## RECORD SET
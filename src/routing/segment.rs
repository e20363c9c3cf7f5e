//! Pattern tokens and their typed segments.
//!
//! # Syntax
//! ```text
//! literal          exact match
//! {name}           one path segment
//! {name:regex}     one path segment matching ^(?:regex)$
//! {name?}          optional flag recorded, matched like {name}
//! *                remainder of the path, bound to "wildcard"
//! user-{id}        mixed token compiled to one regex (first name only)
//! ```

use std::collections::BTreeMap;
use std::fmt;

use regex::Regex;

use crate::routing::error::{RouteError, RouteResult};

/// Name under which a wildcard capture is bound.
pub const WILDCARD_PARAM: &str = "wildcard";

/// Pattern that matches any single segment inside a mixed token.
const ANY_SEGMENT: &str = "[^/]+";

/// An anchored regular expression restricting a parameter.
#[derive(Clone)]
pub struct Constraint {
    source: String,
    regex: Regex,
}

impl Constraint {
    /// Anchor `pattern` and compile it.
    fn anchored(param: &str, pattern: &str) -> RouteResult<Self> {
        Self::compile(param, pattern, format!("^(?:{pattern})$"))
    }

    fn compile(param: &str, source: &str, full: String) -> RouteResult<Self> {
        let regex = Regex::new(&full).map_err(|source_err| RouteError::InvalidConstraint {
            param: param.to_string(),
            pattern: source.to_string(),
            source: source_err,
        })?;
        Ok(Self {
            source: source.to_string(),
            regex,
        })
    }

    /// The pattern as written (or the generated expression for mixed tokens).
    pub fn source(&self) -> &str {
        &self.source
    }

    pub fn is_match(&self, value: &str) -> bool {
        self.regex.is_match(value)
    }
}

impl PartialEq for Constraint {
    fn eq(&self, other: &Self) -> bool {
        self.source == other.source
    }
}

impl Eq for Constraint {}

impl fmt::Debug for Constraint {
    fn fmt(&self, f: &mut fmt::Formatter<'_>) -> fmt::Result {
        f.debug_tuple("Constraint").field(&self.source).finish()
    }
}

/// A named parameter segment.
#[derive(Debug, Clone, PartialEq, Eq)]
pub struct ParamSegment {
    pub name: String,
    pub constraint: Option<Constraint>,
    pub optional: bool,
}

/// One compiled `/`-delimited token of a route pattern.
#[derive(Debug, Clone, PartialEq, Eq)]
pub enum RouteSegment {
    Static(String),
    Parameter(ParamSegment),
    Wildcard,
}

impl RouteSegment {
    /// Parse one pattern token, applying any matching entry from `constraints`.
    pub fn parse(token: &str, constraints: &BTreeMap<String, String>) -> RouteResult<Self> {
        if token == "*" {
            return Ok(RouteSegment::Wildcard);
        }

        let pieces = split_groups(token);
        match pieces.as_slice() {
            [Piece::Group(inner)] => {
                let spec = GroupSpec::parse(inner);
                let pattern = constraints.get(spec.name).map(String::as_str).or(spec.pattern);
                let constraint = pattern
                    .map(|p| Constraint::anchored(spec.name, p))
                    .transpose()?;
                Ok(RouteSegment::Parameter(ParamSegment {
                    name: spec.name.to_string(),
                    constraint,
                    optional: spec.optional,
                }))
            }
            _ if pieces.iter().any(|p| matches!(p, Piece::Group(_))) => {
                parse_mixed(token, &pieces, constraints)
            }
            _ => Ok(RouteSegment::Static(token.to_string())),
        }
    }

    /// True for parameter segments carrying a regex.
    pub fn is_constrained(&self) -> bool {
        matches!(self, RouteSegment::Parameter(p) if p.constraint.is_some())
    }
}

/// Build the single regex for a token such as `user-{id}` or `{a}-{b:\d+}`.
///
/// Only the first group's name survives; the whole segment is bound to it.
fn parse_mixed(
    token: &str,
    pieces: &[Piece<'_>],
    constraints: &BTreeMap<String, String>,
) -> RouteResult<RouteSegment> {
    let mut full = String::from("^");
    let mut first: Option<GroupSpec<'_>> = None;

    for piece in pieces {
        match piece {
            Piece::Literal(text) => full.push_str(&regex::escape(text)),
            Piece::Group(inner) => {
                let spec = GroupSpec::parse(inner);
                let pattern = constraints
                    .get(spec.name)
                    .map(String::as_str)
                    .or(spec.pattern)
                    .unwrap_or(ANY_SEGMENT);
                full.push('(');
                full.push_str(pattern);
                full.push(')');
                if first.is_none() {
                    first = Some(spec);
                }
            }
        }
    }
    full.push('$');

    let Some(spec) = first else {
        return Ok(RouteSegment::Static(token.to_string()));
    };
    let constraint = Constraint::compile(spec.name, &full, full.clone())?;
    Ok(RouteSegment::Parameter(ParamSegment {
        name: spec.name.to_string(),
        constraint: Some(constraint),
        optional: spec.optional,
    }))
}

#[derive(Debug, PartialEq)]
enum Piece<'a> {
    Literal(&'a str),
    /// Text between a `{` and its balancing `}`.
    Group(&'a str),
}

/// Split a token into literal runs and brace groups, honoring nested braces
/// inside patterns such as `{code:\d{3}}`. An unbalanced `{` is literal.
fn split_groups(token: &str) -> Vec<Piece<'_>> {
    let mut pieces = Vec::new();
    let bytes = token.as_bytes();
    let mut literal_start = 0;
    let mut i = 0;

    while i < bytes.len() {
        if bytes[i] != b'{' {
            i += 1;
            continue;
        }
        let mut depth = 0usize;
        let mut close = None;
        for (j, &b) in bytes.iter().enumerate().skip(i) {
            match b {
                b'{' => depth += 1,
                b'}' => {
                    depth -= 1;
                    if depth == 0 {
                        close = Some(j);
                        break;
                    }
                }
                _ => {}
            }
        }
        let Some(close) = close else { break };

        if literal_start < i {
            pieces.push(Piece::Literal(&token[literal_start..i]));
        }
        pieces.push(Piece::Group(&token[i + 1..close]));
        i = close + 1;
        literal_start = i;
    }

    if literal_start < token.len() {
        pieces.push(Piece::Literal(&token[literal_start..]));
    }
    pieces
}

/// `name`, `name?`, `name:pattern` or `name?:pattern`.
struct GroupSpec<'a> {
    name: &'a str,
    pattern: Option<&'a str>,
    optional: bool,
}

impl<'a> GroupSpec<'a> {
    fn parse(inner: &'a str) -> Self {
        let (head, pattern) = match inner.split_once(':') {
            Some((head, pattern)) => (head, Some(pattern)),
            None => (inner, None),
        };
        let head = head.trim();
        let (name, optional) = match head.strip_suffix('?') {
            Some(name) => (name, true),
            None => (head, false),
        };
        Self {
            name,
            pattern,
            optional,
        }
    }
}
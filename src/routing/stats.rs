//! Introspection snapshots for CLI and admin endpoints.

use std::collections::BTreeMap;

use serde::Serialize;

use crate::routing::cache::CacheStats;
use crate::routing::compiler::CompiledRoute;
use crate::routing::method::HttpMethod;

/// Per-method trie size.
#[derive(Debug, Clone, Default, Serialize, PartialEq, Eq)]
pub struct MethodStats {
    pub routes: usize,
    pub nodes: usize,
}

/// Point-in-time view of a router.
#[derive(Debug, Clone, Serialize)]
pub struct RouterStats {
    /// Registered routes, including ones shadowed by a later registration.
    pub routes: usize,
    /// Entries in the compile cache.
    pub compiled_routes: usize,
    /// Nodes in the combined trie. Grows monotonically until `rebuild`.
    pub combined_nodes: usize,
    /// Only methods with at least one route are listed.
    pub methods: BTreeMap<HttpMethod, MethodStats>,
    pub matches: u64,
    pub misses: u64,
    /// Lookups answered by the combined trie after the method trie missed.
    pub fallback_hits: u64,
    pub param_conflicts: usize,
    pub cache: CacheStats,
}

/// One row of a route listing.
#[derive(Debug, Clone, Serialize, PartialEq, Eq)]
pub struct RouteInfo {
    pub method: HttpMethod,
    pub path: String,
    pub name: Option<String>,
    pub priority: u64,
    pub params: Vec<String>,
    pub static_segments: usize,
    pub dynamic_segments: usize,
}

impl From<&CompiledRoute> for RouteInfo {
    fn from(compiled: &CompiledRoute) -> Self {
        Self {
            method: compiled.route.method,
            path: compiled.route.path.clone(),
            name: compiled.route.name.clone(),
            priority: compiled.priority,
            params: compiled.param_names.clone(),
            static_segments: compiled.static_count,
            dynamic_segments: compiled.dynamic_count,
        }
    }
}
//! Trie-based HTTP route matching.
//!
//! Routes are compiled into segment lists, inserted into prefix tries (one
//! per method plus a combined one) and matched by priority with an LRU cache
//! in front. The `http` subsystem serves a route table over Axum.

pub mod config;
pub mod http;
pub mod lifecycle;
pub mod observability;
pub mod routing;

pub use config::schema::RouterConfig;
pub use http::HttpServer;
pub use lifecycle::Shutdown;
pub use routing::{HandlerRef, HttpMethod, Route, RouteMatch, Router};
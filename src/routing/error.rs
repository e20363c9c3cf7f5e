//! Registration-time routing errors.
//!
//! A failed match is never an error; only building the route table can fail.

use thiserror::Error;

/// Errors raised while registering or compiling routes.
#[derive(Debug, Error)]
pub enum RouteError {
    /// A parameter constraint is not a valid regular expression.
    #[error("invalid constraint for parameter `{param}`: `{pattern}`: {source}")]
    InvalidConstraint {
        param: String,
        pattern: String,
        #[source]
        source: regex::Error,
    },

    /// The method is not one of the nine supported methods.
    #[error("unknown HTTP method: {0}")]
    UnknownMethod(String),
}

/// Result type for routing operations.
pub type RouteResult<T> = Result<T, RouteError>;
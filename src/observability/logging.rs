//! Structured logging.
//!
//! # Responsibilities
//! - Initialize the tracing subscriber
//! - Configure log level from config, overridable via `RUST_LOG`

use tracing_subscriber::{layer::SubscriberExt, util::SubscriberInitExt, EnvFilter};

/// Filter used when neither `RUST_LOG` nor the config provide one.
pub const DEFAULT_DIRECTIVES: &str = "trie_router=info,tower_http=info";

/// Build the filter: `RUST_LOG` first, then `log_level`, then the default.
pub fn env_filter(log_level: &str) -> EnvFilter {
    EnvFilter::try_from_default_env()
        .or_else(|_| EnvFilter::try_new(log_level))
        .unwrap_or_else(|_| EnvFilter::new(DEFAULT_DIRECTIVES))
}

/// Install the global subscriber. A second call is ignored.
pub fn init(log_level: &str) {
    let result = tracing_subscriber::registry()
        .with(env_filter(log_level))
        .with(tracing_subscriber::fmt::layer())
        .try_init();

    if result.is_err() {
        tracing::debug!("Tracing subscriber already installed");
    }
}
//! Route definitions as registered by callers.

use std::collections::BTreeMap;
use std::fmt;

use crate::routing::handler::HandlerRef;
use crate::routing::method::HttpMethod;

/// A registered (method, pattern) pair and the handler it resolves to.
///
/// Constraints are kept key-sorted so that their serialization into the
/// compile cache key does not depend on insertion order.
#[derive(Clone)]
pub struct Route {
    pub method: HttpMethod,
    pub path: String,
    pub handler: HandlerRef,
    pub name: Option<String>,
    pub constraints: BTreeMap<String, String>,
}

impl Route {
    pub fn new(method: HttpMethod, path: impl Into<String>, handler: HandlerRef) -> Self {
        Self {
            method,
            path: path.into(),
            handler,
            name: None,
            constraints: BTreeMap::new(),
        }
    }

    pub fn with_name(mut self, name: impl Into<String>) -> Self {
        self.name = Some(name.into());
        self
    }

    /// Constrain parameter `param` to values matching `pattern` (anchored).
    pub fn with_constraint(mut self, param: impl Into<String>, pattern: impl Into<String>) -> Self {
        self.constraints.insert(param.into(), pattern.into());
        self
    }
}

impl fmt::Debug for Route {
    fn fmt(&self, f: &mut fmt::Formatter<'_>) -> fmt::Result {
        f.debug_struct("Route")
            .field("method", &self.method)
            .field("path", &self.path)
            .field("name", &self.name)
            .field("constraints", &self.constraints)
            .finish()
    }
}
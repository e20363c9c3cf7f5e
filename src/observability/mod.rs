//! Observability subsystem.
//!
//! # Data Flow
//! ```text
//! routing (registrations, lookups, cache)
//!     → logging.rs (structured log events via tracing)
//!     → metrics.rs (counters and gauges)
//!
//! Consumers:
//!     → stdout (fmt subscriber)
//!     → Metrics endpoint (Prometheus scrape)
//! ```
//!
//! # Design Decisions
//! - Structured fields rather than formatted messages
//! - Metrics are cheap (atomic increments); recording without an installed
//!   exporter is a no-op

pub mod logging;
pub mod metrics;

## PROBLEM TO WORK ON
Count of lines holding the string "that": please work it out for the entries above and give the number alone.

## TASK ANSWER
2